O laboratório blockchain sul-coreano IncuBlock assinou um Memorandum of Understanding (MOU) com um comitê consultivo do governo da Malásia para o desenvolvimento da tenologia blockchain permissível sob a Comissão Sharia, o IT World informou ontem, 18 de junho.

A tecnologia blockchain foi usada anteriormente em termos de rastreamento de alimentos halal, pois o HALAL TRAIL- do Reino Unido começou a usar blockchain para rastrear gado e alimentos frescos da fazenda até a mesa através da cadeia alimentar halal. .

O comitê, Majlis Perundingan Melayu (MPM), trabalhará com a IncuBlock e com o parceiro internacional da MPM, Global Cornerstone Group, compartilhando conhecimento e desenvolvendo uma plataforma blockchain e um aplicativo descentralizado (DApp) que atenderá a “ requisitos sociais ”a serem considerados halal (admissível) pela Comissão Sharia.

Kwon Won-seon, CEO da IncuBlok, disse que a experiência da empresa com o blockchain será um trunfo para a colaboração:

"Farei um grande esforço para utilizar o know-how de blockchain que acumulamos ao longo dos anos para desenvolver a plataforma blockchain islâmica".

O lugar da criptomoeda na banca islâmica e se ela pode ser considerada halal não pode ser respondida simplesmente, como Bitcoin (BTC) não é concretamente definido como dinheiro de acordo com o Islã.

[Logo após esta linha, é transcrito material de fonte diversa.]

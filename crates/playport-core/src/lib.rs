//! Foundational low-level utilities shared across Playport crates.
//!
//! Provides the injectable millisecond clock used by session timers, unix
//! time helper, the atomic text writer used for persisted host-side
//! preferences, and poison-tolerant mutex locking.

pub mod atomic_io;
pub mod sync_utils;
pub mod time_utils;

pub use atomic_io::write_text_atomic;
pub use sync_utils::lock_or_recover_mutex;
pub use time_utils::{current_unix_timestamp_ms, ClockFn, ManualClock};

#[cfg(test)]
mod tests {
    use std::fs::read_to_string;

    use super::*;

    #[test]
    fn unit_manual_clock_only_moves_when_advanced() {
        let clock = ManualClock::new(1_000);
        let read = clock.as_clock_fn();
        assert_eq!(read(), 1_000);
        assert_eq!(read(), 1_000);
        clock.advance(250);
        assert_eq!(read(), 1_250);
        clock.set(10);
        assert_eq!(read(), 10);
    }

    #[test]
    fn functional_write_text_atomic_replaces_existing_content() {
        let tempdir = tempfile::tempdir().expect("tempdir");
        let path = tempdir.path().join("nested").join("preference.json");
        write_text_atomic(&path, "first").expect("first write");
        write_text_atomic(&path, "second").expect("second write");
        let contents = read_to_string(&path).expect("read");
        assert_eq!(contents, "second");
    }

    #[test]
    fn regression_write_text_atomic_rejects_directory_destination() {
        let tempdir = tempfile::tempdir().expect("tempdir");
        let error = write_text_atomic(tempdir.path(), "payload")
            .expect_err("directory destination should fail");
        assert!(error.to_string().contains("is a directory"));
    }

    #[test]
    fn regression_lock_or_recover_mutex_survives_poisoning() {
        let shared = std::sync::Arc::new(std::sync::Mutex::new(vec![1]));
        let poisoner = shared.clone();
        let outcome = std::thread::spawn(move || {
            let _guard = poisoner.lock().expect("first lock");
            panic!("poison the mutex");
        })
        .join();
        assert!(outcome.is_err());
        assert!(shared.is_poisoned());

        lock_or_recover_mutex(&shared).push(2);
        assert_eq!(*lock_or_recover_mutex(&shared), vec![1, 2]);
    }
}
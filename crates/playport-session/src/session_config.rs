//! Session configuration: engagement timings, per-game profile, payment wiring.
//!
//! Configuration is TOML. Every timing has a default; only `[game].game_id`
//! is required.

use std::path::{Path, PathBuf};

use anyhow::{bail, Context, Result};
use serde::{Deserialize, Serialize};

pub const DEFAULT_BACK_PROMPT_AUTO_CLOSE_MS: u64 = 5_000;
pub const DEFAULT_INFORMER_ARM_DELAY_MS: u64 = 120_000;
pub const DEFAULT_INFORMER_AUTO_CLOSE_MS: u64 = 10_000;
pub const DEFAULT_AUTH_DELAY_MS: u64 = 300_000;
pub const DEFAULT_PAYMENT_REQUEST_TIMEOUT_MS: u64 = 10_000;

#[derive(Debug, Clone, Copy, PartialEq, Eq, Hash, Default, Serialize, Deserialize)]
#[serde(rename_all = "snake_case")]
/// Enumerates supported `DeviceClass` values.
pub enum DeviceClass {
    Mobile,
    #[default]
    Desktop,
}

impl DeviceClass {
    pub fn as_str(self) -> &'static str {
        match self {
            Self::Mobile => "mobile",
            Self::Desktop => "desktop",
        }
    }

    /// Touch-class devices get the software stretch instead of native fullscreen.
    pub fn is_touch(self) -> bool {
        matches!(self, Self::Mobile)
    }
}

#[derive(Debug, Clone, Copy, PartialEq, Eq, Default, Serialize, Deserialize)]
pub struct DeviceProfile {
    pub class: DeviceClass,
    #[serde(default)]
    pub progressive_app: bool,
}

#[derive(Debug, Clone, Copy, PartialEq, Eq, Serialize, Deserialize)]
#[serde(default)]
pub struct SessionTimings {
    pub back_prompt_auto_close_ms: u64,
    pub informer_arm_delay_ms: u64,
    pub informer_auto_close_ms: u64,
    pub default_auth_delay_ms: u64,
}

impl Default for SessionTimings {
    fn default() -> Self {
        Self {
            back_prompt_auto_close_ms: DEFAULT_BACK_PROMPT_AUTO_CLOSE_MS,
            informer_arm_delay_ms: DEFAULT_INFORMER_ARM_DELAY_MS,
            informer_auto_close_ms: DEFAULT_INFORMER_AUTO_CLOSE_MS,
            default_auth_delay_ms: DEFAULT_AUTH_DELAY_MS,
        }
    }
}

#[derive(Debug, Clone, PartialEq, Eq, Default, Serialize, Deserialize)]
/// Per-game flags that shape the session.
pub struct GameProfile {
    pub game_id: String,
    #[serde(default)]
    pub auth_delay_mobile_ms: Option<u64>,
    #[serde(default)]
    pub auth_delay_desktop_ms: Option<u64>,
    #[serde(default)]
    pub auth_nudge_exempt: bool,
    #[serde(default)]
    pub autoplay_mobile: bool,
    #[serde(default)]
    pub autoplay_desktop: bool,
    #[serde(default)]
    pub software_fullscreen: bool,
}

impl GameProfile {
    pub fn new(game_id: impl Into<String>) -> Self {
        Self {
            game_id: game_id.into(),
            ..Self::default()
        }
    }

    pub fn auth_delay_ms(&self, class: DeviceClass, timings: &SessionTimings) -> u64 {
        let configured = match class {
            DeviceClass::Mobile => self.auth_delay_mobile_ms,
            DeviceClass::Desktop => self.auth_delay_desktop_ms,
        };
        configured.unwrap_or(timings.default_auth_delay_ms)
    }

    pub fn autoplays_on(&self, class: DeviceClass) -> bool {
        match class {
            DeviceClass::Mobile => self.autoplay_mobile,
            DeviceClass::Desktop => self.autoplay_desktop,
        }
    }
}

#[derive(Debug, Clone, PartialEq, Eq, Serialize, Deserialize)]
#[serde(default)]
pub struct PaymentSettings {
    pub exchange_url: Option<String>,
    pub preference_path: Option<PathBuf>,
    pub request_timeout_ms: u64,
}

impl Default for PaymentSettings {
    fn default() -> Self {
        Self {
            exchange_url: None,
            preference_path: None,
            request_timeout_ms: DEFAULT_PAYMENT_REQUEST_TIMEOUT_MS,
        }
    }
}

#[derive(Debug, Clone, PartialEq, Eq, Default, Serialize, Deserialize)]
pub struct FrameSessionConfig {
    #[serde(default)]
    pub timings: SessionTimings,
    pub game: GameProfile,
    #[serde(default)]
    pub payment: PaymentSettings,
}

impl FrameSessionConfig {
    pub fn for_game(game: GameProfile) -> Self {
        Self {
            timings: SessionTimings::default(),
            game,
            payment: PaymentSettings::default(),
        }
    }
}

pub fn parse_frame_session_config(raw: &str) -> Result<FrameSessionConfig> {
    let config = toml::from_str::<FrameSessionConfig>(raw)
        .context("failed to parse frame session config")?;
    validate_frame_session_config(&config)?;
    Ok(config)
}

pub fn load_frame_session_config(path: &Path) -> Result<FrameSessionConfig> {
    let raw = std::fs::read_to_string(path)
        .with_context(|| format!("failed to read frame session config {}", path.display()))?;
    parse_frame_session_config(&raw)
        .with_context(|| format!("invalid frame session config {}", path.display()))
}

pub fn validate_frame_session_config(config: &FrameSessionConfig) -> Result<()> {
    if config.game.game_id.trim().is_empty() {
        bail!("game.game_id cannot be empty");
    }
    let timings = &config.timings;
    for (name, value) in [
        ("timings.back_prompt_auto_close_ms", timings.back_prompt_auto_close_ms),
        ("timings.informer_arm_delay_ms", timings.informer_arm_delay_ms),
        ("timings.informer_auto_close_ms", timings.informer_auto_close_ms),
        ("timings.default_auth_delay_ms", timings.default_auth_delay_ms),
        ("payment.request_timeout_ms", config.payment.request_timeout_ms),
    ] {
        if value == 0 {
            bail!("{name} must be greater than 0");
        }
    }
    if timings.informer_auto_close_ms >= timings.informer_arm_delay_ms {
        bail!(
            "timings.informer_auto_close_ms ({}) must be shorter than timings.informer_arm_delay_ms ({})",
            timings.informer_auto_close_ms,
            timings.informer_arm_delay_ms
        );
    }
    for (name, value) in [
        ("game.auth_delay_mobile_ms", config.game.auth_delay_mobile_ms),
        ("game.auth_delay_desktop_ms", config.game.auth_delay_desktop_ms),
    ] {
        if value == Some(0) {
            bail!("{name} must be greater than 0 when set");
        }
    }
    if let Some(url) = &config.payment.exchange_url {
        let url = url.trim();
        if !(url.starts_with("https://") || url.starts_with("http://")) {
            bail!("payment.exchange_url '{url}' must be an http(s) url");
        }
    }
    Ok(())
}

Em abril, uma startup fintech baseada na Indonésia divulgou um relatório afirmando que o Bitcoin é pelo menos “geralmente permissível” sob a Sharia, observando que a ampla aceitação da criptomoeda, falta de controle por uma autoridade central, e confiança no blockchain poderia torná-la mais segura do que os sistemas financeiros atuais. O relatório concluiu alertando a comunidade islâmica para ter cuidado com as ofertas iniciais de moedas (ICO) fraudes que predam os muçulmanos que promovem retornos fixos como um "investimento halal".

Dato Hassan Binhmad, presidente do Comitê Consultivo do Governo da Malásia (MPM), disse que espera que a colaboração “leve ao desenvolvimento da tecnologia blockchain que será liderada pela Malásia e usada por toda a comunidade islâmica”.